“No human can calculate patterns from large databases in their head. If we want humans to make data-driven decisions, machine learning can help with that,” Cynthia Rudin explained regarding the opportunities that artificial intelligence (AI) presents for a wide range of issues, including criminal justice.
On November 15th, Rudin, Duke professor of computer science and recipient of the 2021 Squirrel AI Award for Artificial Intelligence for the Benefit of Humanity. joined her colleague Brandon Garrett, the L. Neil Williams, Jr. Professor of Law and director of the Wilson Center for Science and Justice, for “The Equitable, the Ethical and the Technical: Artificial Intelligence’s Role in The U.S. Criminal Justice System.” The panel was moderated by Nita Farahany, the Robinson O. Everett Professor of Law and founding director of Duke Science & Society. At the event, there was representation from numerous House and Senate congressional offices as well as the Departments of Transportation and Justice, National Institutes of Health (NIH), American Association for the Advancement of Science (AAAS) and the Duke community.
Rudin started off the conversation by providing listeners with a simple definition, “AI is when machines perform tasks that are typically something that a human would perform.” She also described machine learning as a type of “pattern-mining, where an algorithm is looking for patterns in data that can be useful.” For instance, an algorithm can analyze an individual’s criminal history to identify patterns and could be used to help predict whether that person is more likely to commit a crime in the future.
Garrett added that AI applications pose a potential solution for human error – we can be biased, too lenient, too harsh, or “just inconsistent” – and these flaws can be exacerbated by time constraints and other factors. When it comes to AI in the criminal justice system, an important question to consider is whether AI has the potential to provide “better information to inform better outcomes” and better approaches to the criminal system, especially considering the presence of racial disparities.
However, applying AI tools to the criminal justice system should not be taken lightly. “There are a lot of issues that we need to take into account as we are designing AI tools for criminal justice,” said Farahany, “including issues like fairness and privacy, particularly with biometric data since you can’t change your biometrics, or transparency, which is related to due process.”
What does it mean for an algorithm to be fair?
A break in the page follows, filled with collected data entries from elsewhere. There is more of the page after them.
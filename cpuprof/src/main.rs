//! # cpuprof - Main Entry Point
//!
//! Three subcommands:
//! - **record** (`cpuprof record <PROCESS>` or `--pid <PID>`): sample a live process, write pprof
//! - **addr2func** (`--path ELF --addr A`): resolve one address with the symbol table
//! - **report** (`cpuprof report cpu.pprof`): print the top functions of a profile

// Time conversions lose precision for display
#![allow(clippy::cast_precision_loss)]

use anyhow::{Context, Result};
use aya::maps::{HashMap, StackTraceMap};
use clap::Parser;
use cpuprof_common::{StackCountKey, COUNTS_MAP, STACK_TRACES_MAP};
use log::{debug, info, warn};
use std::fs::File;
use std::io::{BufReader, BufWriter, Write};
use std::path::Path;
use std::time::{Duration, Instant, SystemTime, UNIX_EPOCH};

use cpuprof::analysis::{analyze_hotspots, total_samples, FunctionHotspot};
use cpuprof::cli::{Addr2FuncArgs, Args, Command, RecordArgs, ReportArgs};
use cpuprof::domain::Pid;
use cpuprof::export::{encode_profile, read_profile, write_profile};
use cpuprof::preflight::{check_proc_access, check_process_exists, run_preflight_checks};
use cpuprof::process_lookup::{find_process_by_name, resolve_exe_path};
use cpuprof::profiling::{
    attach_sampler, build_profile, init_ebpf_logger, load_ebpf_program, raise_memlock_rlimit,
    CaptureDiagnostics, ProfileMeta,
};
use cpuprof::symbolization::{parse_memory_maps, symbolize_profile, SymbolResolver};

// Exit codes
const EXIT_SUCCESS: i32 = 0;
const EXIT_ERROR: i32 = 1;
const EXIT_USAGE: i32 = 2;
const EXIT_NOPERM: i32 = 77;

fn main() {
    env_logger::init();
    std::process::exit(match run() {
        Ok(()) => EXIT_SUCCESS,
        Err(e) => {
            let code = exit_code_for(&e);
            eprintln!("error: {e:#}");
            code
        }
    });
}

fn exit_code_for(err: &anyhow::Error) -> i32 {
    let msg = err.to_string().to_lowercase();
    if msg.contains("permission denied") || msg.contains("requires root") {
        EXIT_NOPERM
    } else if msg.contains("missing required argument") {
        EXIT_USAGE
    } else {
        EXIT_ERROR
    }
}

fn run() -> Result<()> {
    let args = Args::parse();
    match args.command {
        Command::Record(record_args) => record(&record_args),
        Command::Addr2func(addr_args) => addr2func(&addr_args),
        Command::Report(report_args) => report(&report_args),
    }
}

/// Resolve PID and binary path from CLI arguments.
///
/// Supports three modes:
/// - `cpuprof record my-app` - find process by name, auto-detect binary
/// - `cpuprof record --pid 1234` - explicit PID, auto-detect binary from /proc
/// - `cpuprof record --pid 1234 --target ./app` - explicit PID and binary
fn resolve_pid_and_target(args: &RecordArgs) -> Result<(Pid, String)> {
    // Mode A: Process name provided - auto-detect both
    if let Some(ref name) = args.process {
        if args.pid.is_some() || args.target.is_some() {
            anyhow::bail!(
                "Cannot use PROCESS argument with --pid or --target.\n\n\
                 Use either:\n  \
                 cpuprof record my-app              (auto-detect)\n  \
                 cpuprof record --pid 1234          (explicit PID)"
            );
        }
        let info = find_process_by_name(name)?;
        let target = info.exe_path.to_string_lossy().into_owned();
        return Ok((info.pid, target));
    }

    // Mode B: Explicit PID provided
    if let Some(pid) = args.pid {
        let pid = Pid(pid);
        let target = if let Some(ref t) = args.target {
            std::fs::canonicalize(t)
                .with_context(|| format!("Failed to resolve path: {t}"))?
                .to_string_lossy()
                .into_owned()
        } else {
            resolve_exe_path(pid)?.to_string_lossy().into_owned()
        };
        return Ok((pid, target));
    }

    anyhow::bail!(
        "Missing required argument: PROCESS or --pid\n\n\
         Usage:\n  \
         cpuprof record my-app              Auto-detect PID and binary\n  \
         cpuprof record --pid 1234          Explicit PID, auto-detect binary\n\n\
         Run 'cpuprof record --help' for more options"
    )
}

#[tokio::main]
async fn record(args: &RecordArgs) -> Result<()> {
    let quiet = args.quiet;

    let (pid, target_path) = resolve_pid_and_target(args)?;

    // Run pre-flight checks before anything else
    run_preflight_checks(&target_path, quiet)?;
    check_process_exists(pid)?;
    check_proc_access(pid)?;

    if !quiet {
        println!("cpuprof v{}", env!("CARGO_PKG_VERSION"));
        println!("target: {target_path}");
        println!("pid: {}", pid.0);
    }

    // Mappings are read once up front; later dlopen()s are unmapped addresses
    let mappings = parse_memory_maps(pid)?;
    if !mappings.iter().any(|m| m.is_backed_by(Path::new(&target_path))) {
        warn!("{target_path} has no executable mapping in {pid}, its frames stay unsymbolized");
    }
    if !quiet {
        for m in &mappings {
            println!("  {:#x}-{:#x} {:#x} {}", m.start, m.limit, m.offset, m.file);
        }
    }

    // ── Load eBPF and start sampling ────────────────────────────────────
    raise_memlock_rlimit();
    let mut bpf = load_ebpf_program()?;
    init_ebpf_logger(&mut bpf);

    let cpu_count = attach_sampler(&mut bpf, pid, args.frequency)?;
    if !quiet {
        println!("sampling: {} Hz on {cpu_count} CPUs for {}s", args.frequency, args.duration);
    }

    let time_nanos = SystemTime::now()
        .duration_since(UNIX_EPOCH)
        .map_or(0, |d| i64::try_from(d.as_nanos()).unwrap_or(i64::MAX));
    let profiling_start = Instant::now();
    let duration_limit = Duration::from_secs(args.duration);
    let proc_path = format!("/proc/{}", pid.0);

    // Setup Ctrl+C handler
    let ctrl_c = tokio::signal::ctrl_c();
    tokio::pin!(ctrl_c);

    let exit_reason = loop {
        if profiling_start.elapsed() >= duration_limit {
            break "duration limit reached";
        }
        if !Path::new(&proc_path).exists() {
            break "process exited";
        }

        tokio::select! {
            () = tokio::time::sleep(Duration::from_millis(100)) => {}
            _ = &mut ctrl_c => break "interrupted",
        }
    };
    let elapsed = profiling_start.elapsed();
    info!("Stopped sampling: {exit_reason} after {:.1}s", elapsed.as_secs_f64());

    // ── Read the sampler's maps and assemble ────────────────────────────
    let counts: HashMap<_, StackCountKey, u64> = HashMap::try_from(
        bpf.take_map(COUNTS_MAP).with_context(|| format!("{COUNTS_MAP} map not found"))?,
    )?;
    let stack_traces = StackTraceMap::try_from(
        bpf.take_map(STACK_TRACES_MAP)
            .with_context(|| format!("{STACK_TRACES_MAP} map not found"))?,
    )?;

    if !quiet {
        CaptureDiagnostics::collect(&counts).print();
    }

    let meta = ProfileMeta::cpu(time_nanos, elapsed, args.frequency);
    let (mut profile, assembly) = build_profile(&counts, &stack_traces, mappings, meta);
    info!(
        "Assembled {} samples from {} stacks ({} skipped, {} warnings)",
        assembly.samples_emitted,
        assembly.keys_seen,
        assembly.keys_skipped(),
        assembly.warnings.len()
    );

    if !args.no_symbolize {
        if let Err(e) = symbolize_profile(&mut profile, Path::new(&target_path)) {
            warn!("Not symbolizing {target_path}: {e}");
        }
    }

    let file = File::create(&args.output)
        .with_context(|| format!("Failed to create {}", args.output.display()))?;
    let mut writer = BufWriter::new(file);
    write_profile(&profile, &mut writer).context("Failed to write profile")?;
    writer.flush()?;

    if !quiet {
        eprintln!(
            "\n{exit_reason}: {:.1}s, {} samples in {} stacks",
            elapsed.as_secs_f64(),
            profile.total_samples(),
            profile.samples.len()
        );
        if args.top > 0 {
            let encoded = encode_profile(&profile);
            print_hotspots(&analyze_hotspots(&encoded, args.top), total_samples(&encoded));
        }
        println!("saved: {}", args.output.display());
    }

    Ok(())
}

fn addr2func(args: &Addr2FuncArgs) -> Result<()> {
    let resolver = SymbolResolver::open(&args.path, args.file_offset, args.memory_start)
        .with_context(|| format!("Cannot symbolize {}", args.path.display()))?;
    debug!("{:?}", resolver.placement());
    println!("{}", resolver.resolve(args.addr));
    Ok(())
}

fn report(args: &ReportArgs) -> Result<()> {
    let file = File::open(&args.file)
        .with_context(|| format!("Failed to open {}", args.file.display()))?;
    let profile = read_profile(BufReader::new(file))
        .with_context(|| format!("Failed to read {}", args.file.display()))?;

    print_hotspots(&analyze_hotspots(&profile, args.top), total_samples(&profile));
    Ok(())
}

fn print_hotspots(hotspots: &[FunctionHotspot], total: i64) {
    println!("total samples: {total}");
    if hotspots.is_empty() {
        return;
    }
    println!("{:>10} {:>6} {:>10}  function", "flat", "flat%", "cum");
    for h in hotspots {
        println!("{:>10} {:>5.1}% {:>10}  {}", h.flat, h.percentage, h.cumulative, h.name);
    }
}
Rudin estimated that about “half the theoretical computer scientists in the world are working to define algorithmic fairness.” So, researchers like her are looking at different fairness definitions and trying to determine whether the risk prediction models being used in the justice system satisfy those definitions of fairness.
When it comes to facial recognition systems there is “generally a tradeoff between privacy, fairness and accuracy,” Rudin stated. When software searches the general public’s pictures, it invades individual privacy, however, because the model collects pictures of everyone, it’s extremely accurate and unbiased. Similarly, Garrett noted that the federal government is a heavy user of facial recognition technologies and there is no law that regulates it, pointing to the federal FACE database. “One would hope that the federal government would be a leader in thinking carefully about those issues and that hasn’t always been true,” however, he also praised the National Institute of Standards and Technology (NIST) and Army Research Lab for their work in the space.
Throughout the conversation, the speakers emphasized the importance of transparency and interpretability, as opposed to “black box AI” models.
“A black box predictive model,” said Rudin, “is a formula that is too complicated for any human to understand or it’s proprietary, which means nobody is allowed to understand its inner workings.” Likening the concept to a “secret sauce” formula, Rudin explained that many people believe that, due to its secretive nature, black box AI must be extremely accurate. However, she pointed out the model’s limitations and occasional inaccuracies, whereas interpretable and “understandable to humans” models can perform just as well.
“Interpretation also matters, because we want people like judges to know what they are doing,” explained Garrett, “and if they don’t know what something means, then they may be a lot less likely to rely on it.”
In the discussion, Garrett also gave his thoughts about legislation currently being considered in Congress. He mentioned the recently introduced Justice in Forensic Algorithms Act, which seeks to allocate additional resources to NIST. Regarding the legal landscape of AI and criminal justice, he recommended that the federal government provide “resources for NIST to be doing vetting and auditing of these technologies, and they should not be black box, they should be interpretable and all of that information should be accessible to all of the sides – the judge, prosecution and defense – so that they can understand the results that these technologies are spitting out and so they can be explained to jurors and other fact finders.”